Only lines containing the string "usize" belong in the answer; copy all of them from the entries.

[[ Exercise material, beginning ]]

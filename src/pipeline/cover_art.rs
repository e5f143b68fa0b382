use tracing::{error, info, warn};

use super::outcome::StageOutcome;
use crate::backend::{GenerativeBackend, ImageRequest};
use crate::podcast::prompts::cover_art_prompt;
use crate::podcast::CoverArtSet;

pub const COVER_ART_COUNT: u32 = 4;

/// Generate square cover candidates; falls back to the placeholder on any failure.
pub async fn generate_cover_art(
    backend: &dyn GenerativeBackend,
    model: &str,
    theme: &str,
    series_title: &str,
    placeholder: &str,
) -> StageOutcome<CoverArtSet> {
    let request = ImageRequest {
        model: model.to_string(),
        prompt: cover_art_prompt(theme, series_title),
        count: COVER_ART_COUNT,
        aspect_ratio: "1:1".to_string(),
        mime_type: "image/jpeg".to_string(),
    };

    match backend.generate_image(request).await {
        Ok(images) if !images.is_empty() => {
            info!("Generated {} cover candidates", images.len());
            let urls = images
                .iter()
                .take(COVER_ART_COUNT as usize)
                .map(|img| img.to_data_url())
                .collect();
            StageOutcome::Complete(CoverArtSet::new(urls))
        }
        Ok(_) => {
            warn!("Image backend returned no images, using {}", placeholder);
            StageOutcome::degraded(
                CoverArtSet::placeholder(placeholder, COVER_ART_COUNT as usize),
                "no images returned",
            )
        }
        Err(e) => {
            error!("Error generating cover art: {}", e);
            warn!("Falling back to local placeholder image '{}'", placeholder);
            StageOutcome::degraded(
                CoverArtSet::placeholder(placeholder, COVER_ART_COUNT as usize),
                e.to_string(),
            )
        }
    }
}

[[ Exercise material, end ]]
[[ Exercise material, beginning ]]

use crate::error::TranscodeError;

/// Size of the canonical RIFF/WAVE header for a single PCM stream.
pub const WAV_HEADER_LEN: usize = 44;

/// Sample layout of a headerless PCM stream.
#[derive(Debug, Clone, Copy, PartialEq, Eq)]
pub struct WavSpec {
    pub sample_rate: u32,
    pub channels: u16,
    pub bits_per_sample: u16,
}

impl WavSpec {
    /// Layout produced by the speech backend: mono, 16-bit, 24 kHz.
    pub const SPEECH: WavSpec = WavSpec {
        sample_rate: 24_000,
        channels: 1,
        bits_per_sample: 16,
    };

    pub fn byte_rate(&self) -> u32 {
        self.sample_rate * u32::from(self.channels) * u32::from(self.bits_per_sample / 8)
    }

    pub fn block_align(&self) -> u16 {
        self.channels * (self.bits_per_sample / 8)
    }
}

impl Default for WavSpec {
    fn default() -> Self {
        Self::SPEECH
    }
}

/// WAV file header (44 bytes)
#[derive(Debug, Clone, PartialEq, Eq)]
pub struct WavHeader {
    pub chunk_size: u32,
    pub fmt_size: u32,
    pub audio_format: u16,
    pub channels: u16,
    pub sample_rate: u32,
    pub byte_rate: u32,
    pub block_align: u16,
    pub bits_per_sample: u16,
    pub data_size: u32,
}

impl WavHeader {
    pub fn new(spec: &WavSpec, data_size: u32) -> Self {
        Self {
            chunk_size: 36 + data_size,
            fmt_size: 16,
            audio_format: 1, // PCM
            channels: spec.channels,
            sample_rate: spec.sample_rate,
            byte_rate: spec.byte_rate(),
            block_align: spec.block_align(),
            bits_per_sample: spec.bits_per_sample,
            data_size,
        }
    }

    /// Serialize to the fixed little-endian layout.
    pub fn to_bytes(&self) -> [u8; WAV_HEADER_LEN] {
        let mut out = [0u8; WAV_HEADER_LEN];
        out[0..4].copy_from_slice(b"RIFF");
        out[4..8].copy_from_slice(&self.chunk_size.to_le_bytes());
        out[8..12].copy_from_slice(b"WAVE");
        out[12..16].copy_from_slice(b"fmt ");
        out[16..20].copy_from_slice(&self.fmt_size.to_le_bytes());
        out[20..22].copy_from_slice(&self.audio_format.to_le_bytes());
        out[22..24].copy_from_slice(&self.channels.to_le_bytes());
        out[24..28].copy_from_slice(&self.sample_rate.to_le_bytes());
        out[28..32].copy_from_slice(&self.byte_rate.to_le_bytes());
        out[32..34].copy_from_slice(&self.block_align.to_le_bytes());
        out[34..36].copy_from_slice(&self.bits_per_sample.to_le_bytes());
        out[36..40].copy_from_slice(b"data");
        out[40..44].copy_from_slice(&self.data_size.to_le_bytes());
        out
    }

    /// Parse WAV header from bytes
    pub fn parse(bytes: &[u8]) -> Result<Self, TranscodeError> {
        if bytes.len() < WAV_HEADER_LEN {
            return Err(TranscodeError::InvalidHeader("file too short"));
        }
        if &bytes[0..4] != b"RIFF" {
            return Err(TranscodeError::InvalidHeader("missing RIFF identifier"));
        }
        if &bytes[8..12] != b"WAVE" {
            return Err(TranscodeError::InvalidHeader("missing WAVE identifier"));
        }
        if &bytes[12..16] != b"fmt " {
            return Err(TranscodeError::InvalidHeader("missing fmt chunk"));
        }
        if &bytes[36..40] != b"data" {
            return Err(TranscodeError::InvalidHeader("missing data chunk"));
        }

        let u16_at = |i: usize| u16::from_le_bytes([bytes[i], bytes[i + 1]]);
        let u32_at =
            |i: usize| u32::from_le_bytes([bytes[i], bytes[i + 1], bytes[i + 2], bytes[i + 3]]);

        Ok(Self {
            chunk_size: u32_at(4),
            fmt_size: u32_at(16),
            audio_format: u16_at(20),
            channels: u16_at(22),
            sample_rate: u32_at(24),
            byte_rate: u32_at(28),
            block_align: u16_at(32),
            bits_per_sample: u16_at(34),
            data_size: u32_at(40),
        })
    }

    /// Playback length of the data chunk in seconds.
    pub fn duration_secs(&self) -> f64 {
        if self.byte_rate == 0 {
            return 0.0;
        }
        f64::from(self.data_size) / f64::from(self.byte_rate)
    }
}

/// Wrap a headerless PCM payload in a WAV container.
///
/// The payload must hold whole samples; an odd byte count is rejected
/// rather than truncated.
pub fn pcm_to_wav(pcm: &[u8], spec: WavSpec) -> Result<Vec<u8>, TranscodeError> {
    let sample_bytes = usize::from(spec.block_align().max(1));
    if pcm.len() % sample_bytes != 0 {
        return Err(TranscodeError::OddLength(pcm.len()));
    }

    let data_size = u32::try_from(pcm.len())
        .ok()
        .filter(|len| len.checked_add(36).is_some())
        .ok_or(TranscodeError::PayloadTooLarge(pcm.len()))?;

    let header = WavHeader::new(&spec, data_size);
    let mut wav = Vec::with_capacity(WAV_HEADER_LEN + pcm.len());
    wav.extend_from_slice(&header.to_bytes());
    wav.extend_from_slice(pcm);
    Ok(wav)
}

[[ Exercise material, end ]]

Solution for this task:
                .take(COVER_ART_COUNT as usize)
                CoverArtSet::placeholder(placeholder, COVER_ART_COUNT as usize),
                CoverArtSet::placeholder(placeholder, COVER_ART_COUNT as usize),
pub const WAV_HEADER_LEN: usize = 44;
        let u16_at = |i: usize| u16::from_le_bytes([bytes[i], bytes[i + 1]]);
            |i: usize| u32::from_le_bytes([bytes[i], bytes[i + 1], bytes[i + 2], bytes[i + 3]]);
    let sample_bytes = usize::from(spec.block_align().max(1));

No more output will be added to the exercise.